Frederick Chapman Robbins (August 25, 1916 – August 4, 2003) was an American pediatrician and virologist. He was born in Auburn, Alabama, and grew up in Columbia, Missouri, attending David H. Hickman High School.

He received the Nobel Prize in Physiology or Medicine in 1954 along with John Franklin Enders and Thomas Huckle Weller, making Robbins the only Nobel laureate born in Alabama. The award was for breakthrough work in isolating and growing the poliovirus in tissue culture, paving the way for vaccines developed by Jonas Salk and Albert Sabin. He attended the University of Missouri and Harvard University.
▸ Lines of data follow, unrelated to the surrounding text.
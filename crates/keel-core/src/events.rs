// Copyright (c) 2024-2026 Martin Schröder <info@swedishembedded.com>
//
// SPDX-License-Identifier: MIT
use serde::{Deserialize, Serialize};

/// Discrete event kinds emitted by the agent loop.
///
/// Delta kinds stream to clients but are never persisted; every other kind
/// is both emitted and stored with a dense per-message sequence.
#[derive(Debug, Clone, Copy, PartialEq, Eq, Serialize, Deserialize)]
#[serde(rename_all = "snake_case")]
pub enum StepKind {
    Thought,
    Action,
    Observation,
    Answer,
    Error,
    Reasoning,
    ContentDelta,
    ReasoningDelta,
    ToolCallDelta,
}

impl StepKind {
    pub fn as_str(&self) -> &'static str {
        match self {
            StepKind::Thought => "thought",
            StepKind::Action => "action",
            StepKind::Observation => "observation",
            StepKind::Answer => "answer",
            StepKind::Error => "error",
            StepKind::Reasoning => "reasoning",
            StepKind::ContentDelta => "content_delta",
            StepKind::ReasoningDelta => "reasoning_delta",
            StepKind::ToolCallDelta => "tool_call_delta",
        }
    }

    /// Streaming-only kinds are transmitted but not persisted.
    pub fn is_delta(&self) -> bool {
        matches!(
            self,
            StepKind::ContentDelta | StepKind::ReasoningDelta | StepKind::ToolCallDelta
        )
    }
}

impl std::fmt::Display for StepKind {
    fn fmt(&self, f: &mut std::fmt::Formatter<'_>) -> std::fmt::Result {
        write!(f, "{}", self.as_str())
    }
}

/// One event of the reason-act-observe loop.
#[derive(Debug, Clone, Serialize, Deserialize)]
pub struct AgentStep {
    #[serde(rename = "step_type")]
    pub kind: StepKind,
    pub content: String,
    #[serde(default)]
    pub metadata: serde_json::Value,
}

impl AgentStep {
    pub fn new(kind: StepKind, content: impl Into<String>) -> Self {
        Self {
            kind,
            content: content.into(),
            metadata: serde_json::Value::Object(serde_json::Map::new()),
        }
    }

    pub fn with_metadata(mut self, metadata: serde_json::Value) -> Self {
        self.metadata = metadata;
        self
    }
}

// ─── Unit tests ──────────────────────────────────────────────────────────────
In 1952, he was appointed professor of pediatrics at Case Western Reserve University. Robbins was elected a fellow of the American Academy of Arts and Sciences in 1962. From 1966 to 1980, Robbins was dean of the School of Medicine at Case Western. He was elected to the American Philosophical Society in 1972. In 1980, he assumed the presidency of the National Academy of Sciences' Institute of Medicine. He had been a member of the National Academy of Sciences since 1972. Five years later, in 1985, Robbins returned to Case Western Reserve as dean emeritus and distinguished university professor emeritus. He continued to be a fixture at the medical school until his death in 2003. The medical school's Frederick C. Robbins Society is named in his honor. His wife, Alice N. Robbins, died in 2016. She was the daughter of Nobel laureate John Howard Northrop.

Robbins received the Benjamin Franklin Medal for Distinguished Achievement in the Sciences of the American Philosophical Society in 1999.